> [Dataset items]:
*****

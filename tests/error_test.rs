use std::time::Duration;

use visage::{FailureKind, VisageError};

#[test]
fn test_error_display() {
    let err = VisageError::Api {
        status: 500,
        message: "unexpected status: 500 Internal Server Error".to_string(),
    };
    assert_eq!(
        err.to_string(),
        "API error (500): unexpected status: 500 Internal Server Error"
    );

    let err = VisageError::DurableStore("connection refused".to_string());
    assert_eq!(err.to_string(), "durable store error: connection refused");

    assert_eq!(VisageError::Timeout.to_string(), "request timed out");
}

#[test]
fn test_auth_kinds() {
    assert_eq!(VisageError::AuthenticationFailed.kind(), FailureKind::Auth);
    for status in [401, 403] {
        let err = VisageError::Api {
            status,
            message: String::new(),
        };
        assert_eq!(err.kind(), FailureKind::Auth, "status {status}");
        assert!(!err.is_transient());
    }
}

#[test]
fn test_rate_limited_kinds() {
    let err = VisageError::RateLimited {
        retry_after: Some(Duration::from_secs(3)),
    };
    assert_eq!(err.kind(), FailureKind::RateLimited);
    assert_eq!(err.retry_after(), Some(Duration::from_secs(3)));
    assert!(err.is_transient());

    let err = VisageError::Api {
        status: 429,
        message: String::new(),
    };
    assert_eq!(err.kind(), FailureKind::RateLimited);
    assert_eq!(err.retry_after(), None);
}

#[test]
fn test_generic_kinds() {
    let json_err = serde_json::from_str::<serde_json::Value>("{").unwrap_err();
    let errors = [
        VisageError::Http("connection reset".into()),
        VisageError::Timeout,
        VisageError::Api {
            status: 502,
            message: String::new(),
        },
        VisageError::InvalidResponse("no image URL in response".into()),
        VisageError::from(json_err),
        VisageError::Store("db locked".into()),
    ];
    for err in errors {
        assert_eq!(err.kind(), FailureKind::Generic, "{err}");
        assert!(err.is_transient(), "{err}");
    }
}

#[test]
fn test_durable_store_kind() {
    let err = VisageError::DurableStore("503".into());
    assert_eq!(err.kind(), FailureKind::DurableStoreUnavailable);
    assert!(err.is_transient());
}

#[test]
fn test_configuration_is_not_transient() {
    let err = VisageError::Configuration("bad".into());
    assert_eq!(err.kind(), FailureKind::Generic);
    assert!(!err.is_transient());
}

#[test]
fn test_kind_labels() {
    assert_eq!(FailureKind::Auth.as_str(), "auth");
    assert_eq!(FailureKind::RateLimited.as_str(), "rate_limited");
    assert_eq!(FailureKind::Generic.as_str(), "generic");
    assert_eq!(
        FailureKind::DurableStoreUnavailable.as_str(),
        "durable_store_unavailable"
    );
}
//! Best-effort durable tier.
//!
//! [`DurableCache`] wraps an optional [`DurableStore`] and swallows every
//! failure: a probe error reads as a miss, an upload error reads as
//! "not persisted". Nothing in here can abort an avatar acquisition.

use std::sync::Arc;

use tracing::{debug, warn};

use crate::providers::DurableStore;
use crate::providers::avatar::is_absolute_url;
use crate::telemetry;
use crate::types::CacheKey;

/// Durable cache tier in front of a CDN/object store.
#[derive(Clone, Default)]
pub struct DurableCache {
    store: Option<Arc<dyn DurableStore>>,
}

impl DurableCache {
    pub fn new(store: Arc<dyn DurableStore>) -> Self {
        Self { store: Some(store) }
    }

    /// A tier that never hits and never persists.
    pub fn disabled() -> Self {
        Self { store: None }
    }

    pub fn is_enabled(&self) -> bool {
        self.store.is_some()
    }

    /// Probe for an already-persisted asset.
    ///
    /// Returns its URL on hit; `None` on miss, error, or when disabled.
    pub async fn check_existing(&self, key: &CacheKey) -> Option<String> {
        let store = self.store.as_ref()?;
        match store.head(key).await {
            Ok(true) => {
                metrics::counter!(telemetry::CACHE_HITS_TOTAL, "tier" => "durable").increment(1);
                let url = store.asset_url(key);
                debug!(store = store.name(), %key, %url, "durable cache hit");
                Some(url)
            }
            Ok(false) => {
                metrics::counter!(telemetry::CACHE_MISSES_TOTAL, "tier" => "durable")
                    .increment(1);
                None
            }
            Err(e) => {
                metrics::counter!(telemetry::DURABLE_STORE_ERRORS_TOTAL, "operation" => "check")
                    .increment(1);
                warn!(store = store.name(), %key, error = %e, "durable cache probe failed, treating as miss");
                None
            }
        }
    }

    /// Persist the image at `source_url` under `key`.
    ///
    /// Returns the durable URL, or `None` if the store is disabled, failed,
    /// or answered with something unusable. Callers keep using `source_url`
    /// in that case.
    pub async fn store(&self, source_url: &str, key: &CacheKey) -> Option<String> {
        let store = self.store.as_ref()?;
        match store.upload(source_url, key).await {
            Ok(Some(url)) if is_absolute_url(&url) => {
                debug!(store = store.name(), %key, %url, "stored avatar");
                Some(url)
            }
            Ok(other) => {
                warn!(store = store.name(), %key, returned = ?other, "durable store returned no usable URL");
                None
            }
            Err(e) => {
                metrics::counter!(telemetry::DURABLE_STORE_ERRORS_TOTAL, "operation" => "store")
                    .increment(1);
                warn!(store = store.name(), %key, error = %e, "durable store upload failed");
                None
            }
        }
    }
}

*****

> [ABOUT THIS TASK]: For this exercise, return every line from the data that holds the string "status".

> [WRITTEN SOLUTION]:
        status: 500,
        message: "unexpected status: 500 Internal Server Error".to_string(),
        "API error (500): unexpected status: 500 Internal Server Error"
    for status in [401, 403] {
            status,
        assert_eq!(err.kind(), FailureKind::Auth, "status {status}");
        status: 429,
            status: 502,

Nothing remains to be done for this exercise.